GPU for LLM

Hi folks,
I’m planing to fine tune OPT-175B on 5000$ budget, dedicated for GPU. I want to use 4 existing X99 server, each have 6 free PCIe slots to hold the GPUs (with the remaining 2 slots for NIC/NVME drives). Thermal management should not be an issue as there is 24/7 HVAC and very good air flow. Electricity cost is also not an issue.

The problem is, I have trouble deciding on GPU to buy. These are the options I have at hand:

  • Mass P40 at 200$/each, total 24 cards. This would give 574GB, 282TFLOPs FP32 cluster.
  • Mass MI25 at 75$/each, total 36 cards. This would give 574GB, 442.8TFLOPs FP32 cluster. The additional 2 X99 servers would roughly cost the remaining money (2300$).

The issue with MI25 could be architectural or OOM at a single device.
What options should best fit my use case?
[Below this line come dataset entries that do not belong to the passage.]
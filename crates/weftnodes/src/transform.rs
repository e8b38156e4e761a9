use async_trait::async_trait;
use std::collections::HashMap;
use weftcore::{
    Node, NodeError, NodeKind, NodeSchema, ProcessingContext, SlotSpec, SlotValues, SlotValuesExt,
    Value,
};
use weftruntime::NodeFactory;

/// Parse a JSON string into a structured value
pub struct JsonParseNode;

#[async_trait]
impl Node for JsonParseNode {
    fn node_type(&self) -> &str {
        "transform.json_parse"
    }

    async fn process(
        &self,
        _ctx: &ProcessingContext,
        inputs: SlotValues,
    ) -> Result<SlotValues, NodeError> {
        let text = inputs.require_str("json")?;
        let parsed: serde_json::Value = serde_json::from_str(text)
            .map_err(|e| NodeError::ExecutionFailed(format!("JSON parse error: {e}")))?;
        Ok(HashMap::from([(
            "parsed".to_string(),
            Value::Json(parsed),
        )]))
    }
}

pub struct JsonParseNodeFactory;

impl NodeFactory for JsonParseNodeFactory {
    fn node_type(&self) -> &str {
        "transform.json_parse"
    }

    fn schema(&self) -> NodeSchema {
        NodeSchema::new(
            "transform.json_parse",
            NodeKind::Processor,
            "Parse a JSON string",
            "transform",
        )
        .with_input(SlotSpec::required("json", "string"))
        .with_output(SlotSpec::required("parsed", "json"))
    }

    fn create(&self, _properties: &HashMap<String, Value>) -> Result<Box<dyn Node>, NodeError> {
        Ok(Box::new(JsonParseNode))
    }
}

/// Render any value as a JSON string
pub struct JsonStringifyNode;

#[async_trait]
impl Node for JsonStringifyNode {
    fn node_type(&self) -> &str {
        "transform.json_stringify"
    }

    async fn process(
        &self,
        _ctx: &ProcessingContext,
        inputs: SlotValues,
    ) -> Result<SlotValues, NodeError> {
        let value = inputs.require("value")?;
        let rendered = serde_json::to_string_pretty(&value.to_json())
            .map_err(|e| NodeError::ExecutionFailed(format!("JSON stringify error: {e}")))?;
        Ok(HashMap::from([("json".to_string(), rendered.into())]))
    }
}

pub struct JsonStringifyNodeFactory;

impl NodeFactory for JsonStringifyNodeFactory {
    fn node_type(&self) -> &str {
        "transform.json_stringify"
    }

    fn schema(&self) -> NodeSchema {
        NodeSchema::new(
            "transform.json_stringify",
            NodeKind::Processor,
            "Convert a value to a JSON string",
            "transform",
        )
        .with_input(SlotSpec::required("value", "any"))
        .with_output(SlotSpec::required("json", "string"))
    }

    fn create(&self, _properties: &HashMap<String, Value>) -> Result<Box<dyn Node>, NodeError> {
        Ok(Box::new(JsonStringifyNode))
    }
}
Did I overlook any better deal?


edit: Found this, which contains results for a lot of GPU

I dont know what your long term plans for training are but this is gonna take a long time on hardware without matrix acceleration i.e. tensor cores or WMMA. This guide may help

If the goal is to test a theory, you could go for faster feedback & avoid hardware till your forced too. Renting some a100 80gb cards, like in this project. They fine tuned a model via LoRa in 24hours a total cost of $300 for two models in 7b and 13b.

I don’t know if you have looked at the Tesla P100 but it can be had for the same price as the P40.
I got lucky and got my P100 and P40 for 175 each free shipping plus tax.
I just saw 10x P100 for 180$ each plus 5$ shipped and tax but had a make offer too.
The P100 should be faster at ML than the P40. I use mine for folding@home and the P100 walks the dog on all my other video cards, list: Titan X Pascal, 4x M40, 2x K40, GTX1660, 2x GTX 1060, P40 and others not worth naming. lol

This is for people reading in the future, you need qLora or tensor cores for training else enjoy waiting months for a result.
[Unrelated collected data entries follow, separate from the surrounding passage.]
//! Graph import.
//!
//! Three payload shapes are accepted and normalized into [`Graph`]:
//! the canonical `{nodes, edges}` form, a native dictionary keyed by node id
//! with name-based links, and a foreign dictionary with index-based links
//! that are resolved positionally against the declared output slots.

use crate::graph::{Edge, Graph, NodeSpec};
use crate::schema::SchemaSource;
use crate::value::Value;
use crate::GraphError;
use serde_json::Value as JsonValue;
use std::collections::HashMap;

/// Normalize any accepted payload shape into a canonical graph.
/// The result still needs [`Graph::validate`].
pub fn graph_from_json(
    json: &JsonValue,
    schemas: &dyn SchemaSource,
) -> Result<Graph, GraphError> {
    let object = json
        .as_object()
        .ok_or_else(|| GraphError::Invalid("graph payload must be a JSON object".to_string()))?;
    if object.contains_key("nodes") {
        return from_canonical(json);
    }
    from_dictionary(object, schemas)
}

fn from_canonical(json: &JsonValue) -> Result<Graph, GraphError> {
    serde_json::from_value(json.clone())
        .map_err(|e| GraphError::Invalid(format!("canonical graph: {e}")))
}

/// A link reference found in a dictionary-shaped payload
enum LinkRef {
    /// `[sourceId, "slotName"]`
    Named(String, String),
    /// `[sourceId, slotIndex]`
    Indexed(String, usize),
}

fn from_dictionary(
    object: &serde_json::Map<String, JsonValue>,
    schemas: &dyn SchemaSource,
) -> Result<Graph, GraphError> {
    // First pass: create every node so links can be resolved against the
    // source node's type regardless of declaration order.
    let mut graph = Graph::new();
    let mut links: Vec<(String, String, LinkRef)> = Vec::new();

    for (id, body) in object {
        let body = body.as_object().ok_or_else(|| {
            GraphError::Invalid(format!("node '{id}' must be a JSON object"))
        })?;

        let (node_type, name, data) = if let Some(class) = body.get("class_type") {
            let node_type = class.as_str().ok_or_else(|| {
                GraphError::Invalid(format!("node '{id}': class_type must be a string"))
            })?;
            let name = body
                .get("_meta")
                .and_then(|m| m.get("title"))
                .and_then(JsonValue::as_str)
                .map(str::to_string);
            (node_type.to_string(), name, body.get("inputs"))
        } else if let Some(kind) = body.get("type") {
            let node_type = kind.as_str().ok_or_else(|| {
                GraphError::Invalid(format!("node '{id}': type must be a string"))
            })?;
            let name = body
                .get("name")
                .and_then(JsonValue::as_str)
                .map(str::to_string);
            (node_type.to_string(), name, body.get("data"))
        } else {
            return Err(GraphError::Invalid(format!(
                "node '{id}' has neither 'type' nor 'class_type'"
            )));
        };

        let foreign = body.contains_key("class_type");
        let mut spec = NodeSpec::new(id.clone(), node_type);
        spec.name = name;

        if let Some(data) = data {
            let entries = data.as_object().ok_or_else(|| {
                GraphError::Invalid(format!("node '{id}': inputs must be a JSON object"))
            })?;
            for (slot, raw) in entries {
                match parse_link(raw, foreign) {
                    Some(link) => links.push((id.clone(), slot.clone(), link)),
                    None => {
                        spec.properties
                            .insert(slot.clone(), Value::from_json(raw.clone()));
                    }
                }
            }
        }
        graph.add_node(spec);
    }

    // Second pass: turn link references into edges.
    let node_types: HashMap<String, String> = graph
        .nodes
        .iter()
        .map(|n| (n.id.clone(), n.node_type.clone()))
        .collect();

    for (target, target_slot, link) in links {
        let edge_id = format!("e{}", graph.edges.len());
        let (source, source_slot) = match link {
            LinkRef::Named(source, slot) => (source, slot),
            LinkRef::Indexed(source, index) => {
                let source_type =
                    node_types
                        .get(&source)
                        .ok_or_else(|| GraphError::UnknownNode {
                            edge: edge_id.clone(),
                            node: source.clone(),
                        })?;
                let schema = schemas
                    .schema_of(source_type)
                    .ok_or_else(|| GraphError::UnknownNodeType(source_type.clone()))?;
                let slot = schema.output_at(index).ok_or_else(|| {
                    GraphError::InvalidLink(format!(
                        "node '{source}' ({source_type}) has no output slot {index}"
                    ))
                })?;
                (source, slot.name.clone())
            }
        };
        if !node_types.contains_key(&source) {
            return Err(GraphError::UnknownNode {
                edge: edge_id,
                node: source,
            });
        }
        graph.add_edge(Edge {
            id: edge_id,
            source,
            source_slot,
            target,
            target_slot,
        });
    }

    Ok(graph)
}

/// A two-element array `[string, string]` (native) or `[string, integer]`
/// (foreign) is a link; anything else is a literal value.
fn parse_link(raw: &JsonValue, foreign: bool) -> Option<LinkRef> {
    let items = raw.as_array()?;
    if items.len() != 2 {
        return None;
    }
    let source = items[0].as_str()?;
    if foreign {
        let index = items[1].as_u64()?;
        Some(LinkRef::Indexed(source.to_string(), index as usize))
    } else {
        let slot = items[1].as_str()?;
        Some(LinkRef::Named(source.to_string(), slot.to_string()))
    }
}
The model in question needs 350GB GPU of memory just to do infrence with the OPT-175B model. Training also has its own memory overheads that blow this out further.

Thank you for the replies! The purpose of the machines are for our AI club at my university. We are looking to buy the hardware instead of using the cloud as it would be more economic since our members will use those machines for different tasks after the project. Running time isn’t so big issue as long as it is under 20 days.

For the P100 suggestion, I think that is a good one. However, I can have 3060 for 220$ each shipping included. In fact I am using x4 of them on my server at home. Speed-wise I have no idea which will win because while the 3060 have tensor cores, the P100 have HBM memory and thus have double the memory bandwidth compare to the 3060. Probably the 3060 would win in this task but for other task I am uncertain. Unfortunately they are 12GB so I would need to buy more of them to be able to run the model.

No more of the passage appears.